Switzerland is one of the world's most trusted venues for resolving high-value commercial disputes. Its court system is structured, predictable and bilingual at the federal level, while its arbitration framework - anchored in Chapter 12 of the Private International Law Act (PILA) - is among the most arbitration-friendly in the world. For international businesses, choosing between Swiss state courts and Swiss arbitration is a strategic decision that affects cost, confidentiality, enforceability and the speed of obtaining relief. This article explains the legal architecture of both routes, the procedural mechanics that matter in practice, the typical mistakes international clients make, and the criteria for choosing the right path at each stage of a dispute.
Switzerland is a federal state with 26 cantons, each maintaining its own first-instance and cantonal appellate courts. The Swiss Civil Procedure Code (Schweizerische Zivilprozessordnung, ZPO), which entered into force in 2011 and was substantially revised in 2023, unified civil procedure across all cantons for the first time. Before the ZPO, each canton operated under its own procedural rules - a fragmentation that created significant uncertainty for international parties. The unified code eliminated that problem, though cantonal courts retain their own internal organisation.
The Federal Supreme Court (Bundesgericht) in Lausanne sits at the apex of the system. It does not retry facts; it reviews questions of law and constitutional compliance. Appeals to the Federal Supreme Court are subject to a minimum dispute value of CHF 30,000 for civil matters, and the court exercises discretion in accepting cases. For commercial disputes involving parties from different cantons, the Federal Supreme Court can also act as a single-instance court under specific conditions set out in Article 191 of the Federal Constitution.
A critical feature of Swiss civil procedure is the Commercial Court (Handelsgericht). Four cantons - Zurich, Bern, Aargau and St. Gallen - operate specialist Commercial Courts with jurisdiction over disputes between commercial entities where the subject matter involves commercial activity. The Zurich Commercial Court (Handelsgericht Zürich) is the most prominent and handles a substantial share of complex cross-border commercial litigation in Switzerland. Parties can agree to submit disputes to the Zurich Commercial Court even if neither is domiciled in Zurich, provided the dispute qualifies as commercial under Article 6 ZPO.
The ZPO establishes three procedural tracks: ordinary proceedings (ordentliches Verfahren) for disputes above CHF 30,000, simplified proceedings (vereinfachtes Verfahren) for disputes up to CHF 30,000, and summary proceedings (summarisches Verfahren) for urgent matters and specific claim types. International clients almost always encounter ordinary proceedings or summary proceedings for interim relief. The ordinary procedure involves a written exchange of pleadings, an instruction hearing, a main hearing and judgment. From filing to first-instance judgment, the timeline at a Commercial Court typically runs between 18 and 36 months depending on complexity and the volume of evidence.
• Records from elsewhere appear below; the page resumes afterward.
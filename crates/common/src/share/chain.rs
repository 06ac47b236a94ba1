//! Authenticity chain for share keys.
//!
//! Every share key carries an acceptance signature: the owning identity
//! signing the key's fingerprint, bound to the share and rotation. Legacy
//! shares extend the chain one more link, with the vault signing key
//! vouching for the vault (encryption) key.
//!
//! ```text
//! identity ──acceptance──▶ signing key ──vault key signature──▶ vault key
//!                                      └──item key signature──▶ item key
//! ```

use serde::{Deserialize, Serialize};

use super::key::{Rotation, ShareId};
use crate::crypto::{signature_from_slice, Attestation, Fingerprint, PublicKey, SecretKey, Signature};
use crate::error::VaultCryptoError;
use crate::wire;

/// Public half of a legacy share's key pair, with the link between them
#[derive(Debug, Clone, PartialEq, Eq, Serialize, Deserialize)]
pub struct LegacyKeyChain {
    pub signing_public: PublicKey,
    pub vault_public: PublicKey,
    /// Signing key over the vault key fingerprint, base64
    pub vault_key_signature: String,
}

impl LegacyKeyChain {
    pub fn new(signing: &SecretKey, vault_public: PublicKey) -> Self {
        let message = vault_key_message(&vault_public);
        LegacyKeyChain {
            signing_public: signing.public(),
            vault_public,
            vault_key_signature: wire::encode(signing.sign(&message).to_bytes()),
        }
    }

    /// The fingerprint a legacy share key's acceptance signature covers
    pub fn signing_fingerprint(&self) -> Fingerprint {
        Fingerprint::of_public_key(&self.signing_public)
    }

    /// Check the signing key vouches for the vault key
    pub fn verify(&self) -> Result<(), VaultCryptoError> {
        let signature = decode_signature(&self.vault_key_signature, Attestation::VaultKey)?;
        self.signing_public
            .verify(&vault_key_message(&self.vault_public), &signature)
            .map_err(|_| VaultCryptoError::signature_invalid(Attestation::VaultKey))
    }
}

fn vault_key_message(vault_public: &PublicKey) -> Vec<u8> {
    Attestation::VaultKey.message(&[Fingerprint::of_public_key(vault_public).as_bytes()])
}

pub(crate) fn acceptance_message(
    share_id: &ShareId,
    rotation: Rotation,
    fingerprint: &Fingerprint,
) -> Vec<u8> {
    Attestation::Acceptance.message(&[
        share_id.as_bytes(),
        &rotation.get().to_be_bytes(),
        fingerprint.as_bytes(),
    ])
}

pub(crate) fn inviter_acceptance_message(
    share_id: &ShareId,
    rotation: Rotation,
    fingerprint: &Fingerprint,
    invitee: &PublicKey,
) -> Vec<u8> {
    Attestation::InviterAcceptance.message(&[
        share_id.as_bytes(),
        &rotation.get().to_be_bytes(),
        fingerprint.as_bytes(),
        &invitee.to_bytes(),
    ])
}

/// Decode a base64 signature. A field that is not a signature at all fails
/// the same way a bad signature does.
pub(crate) fn decode_signature(
    encoded: &str,
    subject: Attestation,
) -> Result<Signature, VaultCryptoError> {
    let bytes = wire::decode(encoded, "signature")?;
    signature_from_slice(&bytes).map_err(|_| VaultCryptoError::signature_invalid(subject))
}

/// Verify `encoded` is `signer`'s signature over `message`
pub(crate) fn verify_signature(
    signer: &PublicKey,
    message: &[u8],
    encoded: &str,
    subject: Attestation,
) -> Result<(), VaultCryptoError> {
    let signature = decode_signature(encoded, subject)?;
    signer
        .verify(message, &signature)
        .map_err(|_| VaultCryptoError::signature_invalid(subject))
}

#[cfg(test)]
mod test {
    use super::*;
    use crate::error::CryptoIntegrityError;

    #[test]
    fn test_chain_verifies() {
        let signing = SecretKey::generate().unwrap();
        let vault = SecretKey::generate().unwrap();
        let chain = LegacyKeyChain::new(&signing, vault.public());
        chain.verify().unwrap();
    }

    #[test]
    fn test_swapped_vault_key_fails() {
        let signing = SecretKey::generate().unwrap();
        let vault = SecretKey::generate().unwrap();
        let mut chain = LegacyKeyChain::new(&signing, vault.public());
        chain.vault_public = SecretKey::generate().unwrap().public();

        let err = chain.verify().unwrap_err();
        assert!(matches!(
            err,
            VaultCryptoError::Integrity(CryptoIntegrityError::SignatureInvalid {
                subject: Attestation::VaultKey
            })
        ));
    }

    #[test]
    fn test_swapped_signing_key_fails() {
        let signing = SecretKey::generate().unwrap();
        let vault = SecretKey::generate().unwrap();
        let mut chain = LegacyKeyChain::new(&signing, vault.public());
        chain.signing_public = SecretKey::generate().unwrap().public();
        assert!(chain.verify().is_err());
    }

    #[test]
    fn test_acceptance_is_bound_to_share_and_rotation() {
        let fp = Fingerprint::of_public_key(&SecretKey::generate().unwrap().public());
        let share_a = ShareId::new();
        let share_b = ShareId::new();
        assert_ne!(
            acceptance_message(&share_a, Rotation::new(1), &fp),
            acceptance_message(&share_b, Rotation::new(1), &fp)
        );
        assert_ne!(
            acceptance_message(&share_a, Rotation::new(1), &fp),
            acceptance_message(&share_a, Rotation::new(2), &fp)
        );
    }

    #[test]
    fn test_garbage_signature_is_invalid() {
        let key = SecretKey::generate().unwrap();
        let result = verify_signature(
            &key.public(),
            b"msg",
            &wire::encode([1u8; 10]),
            Attestation::Acceptance,
        );
        assert!(matches!(
            result,
            Err(VaultCryptoError::Integrity(
                CryptoIntegrityError::SignatureInvalid { .. }
            ))
        ));
    }
}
Swiss international arbitration is governed by Chapter 12 of the Federal Act on Private International Law (Bundesgesetz über das Internationale Privatrecht, IPRG), specifically Articles 176 to 194. Chapter 12 applies automatically when at least one party has its domicile or habitual residence outside Switzerland at the time the arbitration agreement is concluded. This is a broad trigger: a Swiss company contracting with a foreign counterparty will typically fall under Chapter 12 even if both parties choose Swiss law as the governing law.
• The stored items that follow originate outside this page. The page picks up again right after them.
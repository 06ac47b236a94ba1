//! Integration tests for item create / open / update

mod common;

use ::common::codec::{CustomFieldValue, ItemContent};
use ::common::crypto::EncryptionTag;
use ::common::error::{CryptoIntegrityError, KeyResolutionError, VaultCryptoError};
use ::common::share::{CryptoScheme, Rotation};
use ::common::wire;
use proptest::prelude::*;

const SCHEMES: [CryptoScheme; 2] = [CryptoScheme::ShareKey, CryptoScheme::LegacyVaultKey];

#[test]
fn test_note_round_trip() {
    for scheme in SCHEMES {
        let (user, _, keyring) = common::setup_test_env(scheme);
        let note = ItemContent::note("T", "N");
        let item = user.items.create_item(&keyring, &note).unwrap();
        assert_eq!(item.content.key_rotation, Rotation::FIRST);
        assert_eq!(user.items.open(&item, &keyring).unwrap(), note);
    }
}

#[test]
fn test_login_with_custom_fields_round_trip() {
    let (user, _, keyring) = common::setup_test_env(CryptoScheme::ShareKey);
    let login = ItemContent::login(
        "bank",
        "alice@example.com",
        "hunter2",
        vec!["https://bank.example.com".to_string()],
    )
    .with_custom_field("pin", CustomFieldValue::Hidden("1234".to_string()))
    .with_custom_field("branch", CustomFieldValue::Text("north".to_string()));

    let item = user.items.create_item(&keyring, &login).unwrap();
    assert_eq!(user.items.open(&item, &keyring).unwrap(), login);
}

#[test]
fn test_rotation_correctness() {
    for scheme in SCHEMES {
        let (user, _, keyring) = common::setup_test_env(scheme);
        let old = user
            .items
            .create_item(&keyring, &ItemContent::note("old", "r1"))
            .unwrap();

        let rotated = common::rotate_to(&user, &keyring, 2);
        let new = user
            .items
            .create_item(&rotated, &ItemContent::note("new", "r2"))
            .unwrap();
        assert_eq!(new.content.key_rotation, Rotation::new(2));

        // retired rotations still open what they encrypted
        assert_eq!(
            user.items.open(&old, &rotated).unwrap(),
            ItemContent::note("old", "r1")
        );

        let pruned = rotated.without_rotation(Rotation::FIRST);
        let err = user.items.open(&old, &pruned).unwrap_err();
        assert!(matches!(
            err,
            VaultCryptoError::KeyResolution(KeyResolutionError::KeyRotationNotFound { rotation, .. })
                if rotation == Rotation::FIRST
        ));
        assert_eq!(
            user.items.open(&new, &pruned).unwrap(),
            ItemContent::note("new", "r2")
        );
    }
}

#[test]
fn test_no_active_key() {
    let (user, _, keyring) = common::setup_test_env(CryptoScheme::ShareKey);
    let retired = ::common::share::ShareKeyring::new(
        keyring.share_id(),
        keyring.scheme(),
        keyring.keys().iter().map(|k| k.retired()).collect(),
    )
    .unwrap();
    let err = user
        .items
        .create(&retired, &ItemContent::note("T", "N"))
        .unwrap_err();
    assert!(matches!(
        err,
        VaultCryptoError::KeyResolution(KeyResolutionError::NoActiveKey { .. })
    ));
}

#[test]
fn test_update_keeps_history_verbatim() {
    let (user, _, keyring) = common::setup_test_env(CryptoScheme::LegacyVaultKey);
    let v1 = user
        .items
        .create_item(&keyring, &ItemContent::note("T", "v1"))
        .unwrap();
    let v2 = user
        .items
        .update(&v1, &keyring, &ItemContent::note("T", "v2"))
        .unwrap();

    assert_eq!(v2.revision, 2);
    assert_eq!(v2.history[0].content, v1.content);
    assert_eq!(v2.history[0].item_key, v1.item_key);
    assert_eq!(
        user.items
            .open_revision(&v2, &v2.history[0], &keyring)
            .unwrap(),
        ItemContent::note("T", "v1")
    );
}

#[test]
fn test_keystore_refusal_surfaces() {
    let (user, _, keyring) = common::setup_test_env(CryptoScheme::ShareKey);
    let item = user
        .items
        .create_item(&keyring, &ItemContent::note("T", "N"))
        .unwrap();

    user.keystore.lock();
    let err = user.items.open(&item, &keyring).unwrap_err();
    assert_eq!(err.class(), ::common::error::ErrorClass::Keystore);
    user.keystore.unlock();
    assert!(user.items.open(&item, &keyring).is_ok());
}

#[test]
fn test_legacy_wrapped_key_every_bit_flip_fails() {
    let (user, _, keyring) = common::setup_test_env(CryptoScheme::LegacyVaultKey);
    let item = user
        .items
        .create_item(&keyring, &ItemContent::note("T", "N"))
        .unwrap();
    let wrapped = wire::decode(&item.item_key.key, "item key").unwrap();

    for index in 0..wrapped.len() {
        for bit in 0..8 {
            let mut flipped = wrapped.clone();
            flipped[index] ^= 1 << bit;
            let mut tampered = item.clone();
            tampered.item_key.key = wire::encode(&flipped);

            let err = user.items.open(&tampered, &keyring).unwrap_err();
            assert!(
                matches!(
                    err,
                    VaultCryptoError::Integrity(CryptoIntegrityError::DecryptionFailed {
                        tag: EncryptionTag::ItemKey
                    })
                ),
                "flip of byte {} bit {} gave {}",
                index,
                bit,
                err
            );
        }
    }
}

proptest! {
    #![proptest_config(ProptestConfig::with_cases(32))]

    #[test]
    fn prop_round_trip(title in ".{0,40}", note in ".{0,200}", legacy in any::<bool>()) {
        let scheme = if legacy { CryptoScheme::LegacyVaultKey } else { CryptoScheme::ShareKey };
        let (user, _, keyring) = common::setup_test_env(scheme);
        let content = ItemContent::note(title, note);
        let item = user.items.create_item(&keyring, &content).unwrap();
        prop_assert_eq!(user.items.open(&item, &keyring).unwrap(), content);
    }

    #[test]
    fn prop_bit_flip_is_detected(index in any::<usize>(), bit in 0u8..8, legacy in any::<bool>()) {
        let scheme = if legacy { CryptoScheme::LegacyVaultKey } else { CryptoScheme::ShareKey };
        let (user, _, keyring) = common::setup_test_env(scheme);
        let mut item = user
            .items
            .create_item(&keyring, &ItemContent::note("T", "N"))
            .unwrap();

        let mut ciphertext = wire::decode(&item.content.ciphertext, "ciphertext").unwrap();
        let index = index % ciphertext.len();
        ciphertext[index] ^= 1 << bit;
        item.content.ciphertext = wire::encode(&ciphertext);

        let err = user.items.open(&item, &keyring).unwrap_err();
        let is_decryption_failure = matches!(
            err,
            VaultCryptoError::Integrity(CryptoIntegrityError::DecryptionFailed {
                tag: EncryptionTag::ItemContent
            })
        );
        prop_assert!(is_decryption_failure);
    }
}
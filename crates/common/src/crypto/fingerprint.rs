use std::fmt;

use serde::{Deserialize, Serialize};

use super::keys::PublicKey;
use super::secret::Secret;

pub const FINGERPRINT_SIZE: usize = 32;

const SECRET_FINGERPRINT_CONTEXT: &str = "sealvault 2024-06 symmetric key fingerprint";
const PUBLIC_FINGERPRINT_CONTEXT: &str = "sealvault 2024-06 public key fingerprint";

/// A BLAKE3 commitment to a key, used as the signed subject in acceptance
/// and chain signatures.
///
/// Fingerprints of symmetric keys are derived with a dedicated context, so
/// publishing one reveals nothing usable about the key.
#[derive(Clone, Copy, PartialEq, Eq, Hash, Serialize, Deserialize)]
#[serde(try_from = "String", into = "String")]
pub struct Fingerprint([u8; FINGERPRINT_SIZE]);

impl Fingerprint {
    pub fn of_secret(secret: &Secret) -> Self {
        Fingerprint(blake3::derive_key(
            SECRET_FINGERPRINT_CONTEXT,
            secret.bytes(),
        ))
    }

    pub fn of_public_key(key: &PublicKey) -> Self {
        Fingerprint(blake3::derive_key(
            PUBLIC_FINGERPRINT_CONTEXT,
            &key.to_bytes(),
        ))
    }

    pub fn as_bytes(&self) -> &[u8; FINGERPRINT_SIZE] {
        &self.0
    }

    pub fn to_hex(&self) -> String {
        hex::encode(self.0)
    }

    pub fn from_hex(hex: &str) -> Result<Self, anyhow::Error> {
        let mut buff = [0; FINGERPRINT_SIZE];
        hex::decode_to_slice(hex, &mut buff)
            .map_err(|_| anyhow::anyhow!("fingerprint hex decode error"))?;
        Ok(Fingerprint(buff))
    }
}

impl fmt::Debug for Fingerprint {
    fn fmt(&self, f: &mut fmt::Formatter<'_>) -> fmt::Result {
        write!(f, "Fingerprint({})", &self.to_hex()[..16])
    }
}

impl fmt::Display for Fingerprint {
    fn fmt(&self, f: &mut fmt::Formatter<'_>) -> fmt::Result {
        f.write_str(&self.to_hex())
    }
}

impl TryFrom<String> for Fingerprint {
    type Error = anyhow::Error;
    fn try_from(hex: String) -> Result<Self, Self::Error> {
        Fingerprint::from_hex(&hex)
    }
}

impl From<Fingerprint> for String {
    fn from(fp: Fingerprint) -> Self {
        fp.to_hex()
    }
}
Chapter 12 is deliberately lean. It sets out the minimum requirements for a valid arbitration agreement, the composition and challenge of the tribunal, jurisdiction, equal treatment of parties, and the grounds for setting aside an award. It does not prescribe procedural details - those are left to the parties and the chosen institutional rules. This flexibility is a core feature of Swiss arbitration law and distinguishes it from more prescriptive national arbitration statutes.
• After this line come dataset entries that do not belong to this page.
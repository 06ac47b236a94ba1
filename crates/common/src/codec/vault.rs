use serde::{Deserialize, Serialize};
use zeroize::{Zeroize, ZeroizeOnDrop, Zeroizing};

use super::{from_bytes, to_bytes, VersionedRecord};
use crate::error::SchemaError;

pub const CURRENT_VAULT_METADATA_VERSION: u16 = 1;

/// Decrypted vault name and presentation hints
#[derive(Debug, Clone, PartialEq, Eq, Serialize, Deserialize, Zeroize, ZeroizeOnDrop)]
pub struct VaultMetadata {
    pub name: String,
    pub description: String,
    pub display: VaultDisplay,
}

#[derive(Debug, Clone, PartialEq, Eq, Default, Serialize, Deserialize, Zeroize, ZeroizeOnDrop)]
pub struct VaultDisplay {
    /// Packed `0xRRGGBB`
    pub color: u32,
    pub icon: String,
}

impl VaultMetadata {
    pub fn new(name: impl Into<String>, description: impl Into<String>) -> Self {
        VaultMetadata {
            name: name.into(),
            description: description.into(),
            display: VaultDisplay::default(),
        }
    }
}

impl VersionedRecord for VaultMetadata {
    const CURRENT_VERSION: u16 = CURRENT_VAULT_METADATA_VERSION;
    const RECORD: &'static str = "vault metadata";

    fn encode(&self) -> Result<Zeroizing<Vec<u8>>, SchemaError> {
        to_bytes(self, Self::RECORD)
    }

    fn decode(bytes: &[u8], version: u16) -> Result<Self, SchemaError> {
        match version {
            CURRENT_VAULT_METADATA_VERSION => from_bytes(bytes, Self::RECORD),
            version => Err(SchemaError::UnsupportedContentVersion { version }),
        }
    }
}

#[cfg(test)]
mod test {
    use super::*;

    #[test]
    fn test_roundtrip() {
        let mut metadata = VaultMetadata::new("Personal", "everyday logins");
        metadata.display = VaultDisplay {
            color: 0x6d4aff,
            icon: "house".to_string(),
        };
        let bytes = metadata.encode().unwrap();
        let decoded = VaultMetadata::decode(&bytes, CURRENT_VAULT_METADATA_VERSION).unwrap();
        assert_eq!(metadata, decoded);
        assert_eq!(*decoded.encode().unwrap(), *bytes);
    }

    #[test]
    fn test_wiped_on_drop() {
        fn zeroized_on_drop<T: ZeroizeOnDrop>() {}
        zeroized_on_drop::<VaultMetadata>();
        zeroized_on_drop::<VaultDisplay>();

        let mut metadata = VaultMetadata::new("Personal", "everyday logins");
        metadata.zeroize();
        assert!(metadata.name.is_empty());
        assert!(metadata.description.is_empty());
    }

    #[test]
    fn test_unknown_version() {
        let bytes = VaultMetadata::new("a", "b").encode().unwrap();
        assert_eq!(
            VaultMetadata::decode(&bytes, 2),
            Err(SchemaError::UnsupportedContentVersion { version: 2 })
        );
    }

    #[test]
    fn test_garbage_is_malformed() {
        assert_eq!(
            VaultMetadata::decode(&[0xff; 3], CURRENT_VAULT_METADATA_VERSION),
            Err(SchemaError::MalformedContent {
                record: "vault metadata"
            })
        );
    }
}
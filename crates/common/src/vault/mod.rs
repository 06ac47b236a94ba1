//! Vault key hierarchies: creating a vault, rotating its share key, sharing
//! it with another identity and reading or writing its metadata.

mod invite;
mod provisioning;
mod types;

pub use invite::{AcceptedInvite, InviteKey, VaultInvite};
pub use provisioning::VaultProvisioningEngine;
pub use types::{EncryptedVaultMetadata, RotationBundle, ShareKeyResponse, VaultProvisioningBundle};
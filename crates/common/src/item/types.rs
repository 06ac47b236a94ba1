use std::fmt;

use serde::{Deserialize, Serialize};
use uuid::Uuid;

use crate::crypto::PublicKey;
use crate::share::{Rotation, ShareId};

#[derive(Clone, Copy, PartialEq, Eq, Hash, PartialOrd, Ord, Serialize, Deserialize)]
#[serde(transparent)]
pub struct ItemId(Uuid);

impl ItemId {
    pub fn new() -> Self {
        ItemId(Uuid::new_v4())
    }

    pub fn from_uuid(id: Uuid) -> Self {
        ItemId(id)
    }
}

impl Default for ItemId {
    fn default() -> Self {
        Self::new()
    }
}

impl fmt::Debug for ItemId {
    fn fmt(&self, f: &mut fmt::Formatter<'_>) -> fmt::Result {
        write!(f, "ItemId({})", self.0)
    }
}

impl fmt::Display for ItemId {
    fn fmt(&self, f: &mut fmt::Formatter<'_>) -> fmt::Result {
        self.0.fmt(f)
    }
}

/// Legacy-scheme detached signatures, each sealed under the item key with
/// tag `Signature`
#[derive(Debug, Clone, PartialEq, Eq, Serialize, Deserialize)]
pub struct ItemSignatures {
    pub author: PublicKey,
    /// Author identity over the content ciphertext
    pub author_signature: String,
    /// Vault signing key over the item key fingerprint and author
    pub item_key_signature: String,
}

/// Encrypted item content as stored and transmitted
#[derive(Debug, Clone, PartialEq, Eq, Serialize, Deserialize)]
pub struct EncryptedItemContent {
    /// `nonce || ciphertext || tag`, base64
    pub ciphertext: String,
    pub key_rotation: Rotation,
    pub content_format_version: u16,
    pub signatures: Option<ItemSignatures>,
}

/// The item key wrapped for its share
#[derive(Debug, Clone, PartialEq, Eq, Serialize, Deserialize)]
pub struct EncryptedItemKey {
    /// Base64. Current scheme: AEAD under the share key with tag `ItemKey`.
    /// Legacy scheme: a secret share sealed to the vault key.
    pub key: String,
    pub key_rotation: Rotation,
}

/// A past revision, kept exactly as it was stored along with the key that
/// opens it
#[derive(Debug, Clone, PartialEq, Eq, Serialize, Deserialize)]
pub struct ItemRevision {
    pub revision: u64,
    pub content: EncryptedItemContent,
    pub item_key: EncryptedItemKey,
}

#[derive(Debug, Clone, PartialEq, Eq, Serialize, Deserialize)]
pub struct Item {
    pub id: ItemId,
    pub share_id: ShareId,
    pub content: EncryptedItemContent,
    pub item_key: EncryptedItemKey,
    pub revision: u64,
    /// Oldest first
    pub history: Vec<ItemRevision>,
}

impl Item {
    pub const FIRST_REVISION: u64 = 1;

    pub fn new(
        id: ItemId,
        share_id: ShareId,
        content: EncryptedItemContent,
        item_key: EncryptedItemKey,
    ) -> Self {
        Item {
            id,
            share_id,
            content,
            item_key,
            revision: Self::FIRST_REVISION,
            history: Vec::new(),
        }
    }
}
The Swiss Rules of International Arbitration (Swiss Rules), administered by the Swiss Arbitration Centre (formerly the Swiss Chambers' Arbitration Institution), are the primary institutional framework for arbitrations seated in Switzerland. The Swiss Rules were revised in 2021 and introduced a number of modernising features: expedited procedure for claims below CHF 1 million, emergency arbitrator provisions, and enhanced provisions for multi-party and multi-contract disputes. The International Chamber of Commerce (ICC) also administers a significant volume of Swiss-seated arbitrations, particularly in disputes with a strong French-language or international commercial dimension.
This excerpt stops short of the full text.